‘Ava’ from the 2014 Alex Garland film ExMachina. Credit: A24
Greetings, humans.
On a recent trip to San Francisco, I was struck by two things. One, the absolute glut of billboards trumpeting all the ways AI is going to transform our lives for the better. Two, the lack of basic infrastructure and social services needed to support the city’s human population.
In a city filled with self-driving taxis and apps for opening apartment doors, why haven’t we figured out how to make public transit accessible and housing affordable? Why did I have to go to three different pharmacies to get a basic prescription filled?
I’m increasingly convinced that the reason lies, in part, with the stories we are telling about technology—stories that celebrate individual creativity, capitalistic growth, traditional gender roles, and the subjugation of less intelligent (human) beings.
That’s why I’m thrilled to bring you an interview with Nina Beguš. Beguš is researcher and lecturer at UC Berkeley who spends a lot of time thinking about how fictional narratives are shaping AI—and wants us to pull our collective imaginations out of the sexy/killer robot trope and write some better stories.
It’s a long read, but one that goes well with a plate of leftover turkey and mashed potatoes, so dig in.

A literary scholar explains how ancient myths shape modern AI
There’s a story that’s been with us for thousands of years, told and retold across space and time. It goes something like this: A man carves a statue of the perfect woman, then falls in love with it. With a bit of divine intervention, this artificial being is brought to life.
Nina Beguš, a researcher at the University of California, Berkeley with a PhD in comparative literature, sees this narrative template—which in Western literature has roots in the ancient Greek myth of Pygmalion—popping up in a surprising place: Siri, ChatGPT, and the other so-called “AI” tools taking the world by storm. As Beguš argues in her new book Artificial Humanities: A Fictional Perspective on Language in AI, the Pygmalion myth is one of the main tropes technology developers fall back on when designing new AI systems. It’s a big reason these systems are so often feminine, submissive, syncophantic, and even sexy.
To Beguš, the power of fiction to shape emerging AI technology should not be dismissed. Rather, it calls for an entirely new field of study, the Artificial Humanities, which brings philosophers, literary scholars, historians, gender studies experts, and other humanists to the table of AI development. Without their participation, Beguš worries that the most obvious cultural memes, from ancient mythology to Hollywood science fiction—killer robots, sexy voice assistants, even the idea that humanity represents the pinnacle of intelligence—will limit our collective imagination of what AI can be. “In order to shed off the Pygmalionesque ballast we all implicitly foster, we need the humanities at the table,” Beguš writes.
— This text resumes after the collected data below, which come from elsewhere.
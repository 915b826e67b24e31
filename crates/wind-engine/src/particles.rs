//! Particle population: advection, aging, and magnitude-bucketed segments.

use rand::rngs::StdRng;
use rand::{Rng, SeedableRng};
use tracing::debug;
use wind_common::{Bounds, DeviceClass, EngineConfig, Segment};

use crate::intensity::IntensityScale;
use crate::screen::ScreenField;

/// One advected wind particle in screen coordinates.
#[derive(Debug, Clone, Copy)]
pub struct Particle {
    pub x: f64,
    pub y: f64,
    pub xt: f64,
    pub yt: f64,
    pub age: u32,
}

/// Fixed-size particle population advected through a [`ScreenField`].
///
/// Each call to [`advance`](Self::advance) moves every particle one step
/// along the local wind vector and groups the traversed segments by
/// intensity bucket, so the renderer issues one stroke batch per color.
pub struct ParticleEngine {
    particles: Vec<Particle>,
    buckets: Vec<Vec<Segment>>,
    scale: IntensityScale,
    max_age: u32,
    rng: StdRng,
}

impl ParticleEngine {
    /// Population size for a canvas: area times density, scaled down for
    /// constrained devices.
    pub fn population_size(bounds: &Bounds, config: &EngineConfig, device: DeviceClass) -> usize {
        let area = bounds.width as f64 * bounds.height as f64;
        ((area * config.particle_density).round() * device.population_factor(config)).round()
            as usize
    }

    pub fn new(
        field: &ScreenField,
        scale: IntensityScale,
        config: &EngineConfig,
        device: DeviceClass,
    ) -> Self {
        Self::with_rng(field, scale, config, device, StdRng::from_entropy())
    }

    /// Deterministic variant for tests.
    pub fn with_rng(
        field: &ScreenField,
        scale: IntensityScale,
        config: &EngineConfig,
        device: DeviceClass,
        mut rng: StdRng,
    ) -> Self {
        let population = Self::population_size(field.bounds(), config, device);
        let max_age = config.max_particle_age;

        let particles = (0..population)
            .map(|_| {
                let (x, y) = field.randomize_position(&mut rng);
                Particle { x, y, xt: x, yt: y, age: rng.gen_range(0..max_age) }
            })
            .collect();

        debug!(population, max_age, "seeded particle population");

        Self {
            particles,
            buckets: vec![Vec::new(); scale.len()],
            scale,
            max_age,
            rng,
        }
    }

    pub fn particles(&self) -> &[Particle] {
        &self.particles
    }

    /// Respawn every particle at a fresh random position with a random age,
    /// used when the animation timeline wraps around.
    pub fn reset(&mut self, field: &ScreenField) {
        for particle in &mut self.particles {
            let (x, y) = field.randomize_position(&mut self.rng);
            particle.x = x;
            particle.y = y;
            particle.xt = x;
            particle.yt = y;
            particle.age = self.rng.gen_range(0..self.max_age);
        }
    }

    /// Advance every particle one tick at fractional time `t`.
    ///
    /// Expired particles respawn before moving. A particle whose position
    /// falls off data coverage is forced to expiry so it respawns next tick;
    /// one that stays covered records its traversed segment in the bucket of
    /// the local wind speed, then commits the move.
    pub fn advance(&mut self, field: &ScreenField, t: f64) {
        for bucket in &mut self.buckets {
            bucket.clear();
        }

        for particle in &mut self.particles {
            if particle.age >= self.max_age {
                let (x, y) = field.randomize_position(&mut self.rng);
                particle.x = x;
                particle.y = y;
                particle.age = 0;
            }

            match field.query(particle.x, particle.y, t) {
                None => {
                    // Escaped coverage; expire so next tick respawns it.
                    particle.age = self.max_age;
                }
                Some(wind) => {
                    let xt = particle.x + wind.dx;
                    let yt = particle.y + wind.dy;

                    if field.query(xt, yt, t).is_some() {
                        particle.xt = xt;
                        particle.yt = yt;
                        let bucket = self.scale.bucket_for(wind.magnitude);
                        self.buckets[bucket].push(Segment {
                            x: particle.x,
                            y: particle.y,
                            xt,
                            yt,
                        });
                        particle.x = xt;
                        particle.y = yt;
                    } else {
                        // Destination is off coverage; jump without a trail.
                        particle.x = xt;
                        particle.y = yt;
                    }
                    particle.age = (particle.age + 1).min(self.max_age);
                }
            }
        }
    }

    /// Non-empty segment buckets from the last tick, in palette order.
    pub fn buckets(&self) -> impl Iterator<Item = (usize, &[Segment])> {
        self.buckets
            .iter()
            .enumerate()
            .filter(|(_, segments)| !segments.is_empty())
            .map(|(index, segments)| (index, segments.as_slice()))
    }
}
The Science of Fiction spoke with Beguš about the new field of Artificial Humanities, the feedback loop between fiction and AI development, and how better stories can help us build more useful, ethical, and interesting machines.
The conversation has been edited for length and clarity.
Tell me about your academic background and how it came to intersect with AI?

Credit: Nina Beguš
When I was doing my masters in continental Europe, I saw all these breakthroughs happening in technology. It was ImageNet at the time, and Siri. And I was looking at those breakthroughs and reading literature and saying, ‘Wow, the overlap is so uncanny, what’s going on here?’
Now it might seem obvious to say “Yes, the influence between the world of fiction and the imaginary, the world of ideas, and the world of practice and technology building is definitely there, and it goes both ways.” But at that time, it wasn’t such a given. Especially since people tend to see fiction as not doing any real work in the actual world.
But this is so much not the case. And I think now with AI, that’s really obvious. It’s clear there’s this unprecedented power of fiction, especially in technological spaces, doing actual work on how we build AI and also how we relate to these products.
And so I was thinking about all these stories, and I framed it around the Pygmalion myth. Which is such a bizarre myth: you’re building something, then you fall in love with it, you start to take care of it and there’s this romantic, erotic aspect. It just seemed so bizarre, but so present.
And I looked into different mythologies and folk stories, and you find it everywhere. You find it in Europe, North Africa, on the Silk Road, in Native American folk stories. It’s such an archetypal myth. So in my book, I pretty much limited myself to the Pygmalion myth.
I think the first time that really struck me that something was going on was Siri. It was a woman—all of the early [voice] assistants were women. It had this subservient nature of a helpful assistant. It was trying to be a product that builds rapport with you.
Something that today, 15 years later, we still see with large language models and a lot of other products. We kind of can’t break out of this persona.